Please go through the records below and return every line holding the word "refsync".

Top of Material provided

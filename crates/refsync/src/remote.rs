//! Boundary to the remote Git-hosting API.
//!
//! This module defines the `RefApi` trait the resilience layer talks to, the
//! page model of remote listings, and the error classification that decides
//! whether a failed call is retried.
//!
//! # Example
//!
//! ```ignore
//! use refsync::remote::{Classify, ErrorClass, RefApi};
//!
//! async fn head_of<A: RefApi>(api: &A, branch: &str) -> Option<String> {
//!     match api.get_branch(branch).await {
//!         Ok(state) => Some(state.commit_id),
//!         Err(e) if e.class() == ErrorClass::NotFound => None,
//!         Err(e) => panic!("{e}"),
//!     }
//! }
//! ```

mod errors;
mod pages;
mod types;

pub use errors::{Classify, ErrorClass, RemoteError, Result, short_error_message};
pub use pages::{BranchPages, CommitPages};
pub use types::{BranchInfo, CommitInfo, Page, PageFetcher, RefApi, RefState};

Bottom of Material provided

**Solution for this problem:**
filename crates/refsync/src/remote.rs
//! use refsync::remote::{Classify, ErrorClass, RefApi};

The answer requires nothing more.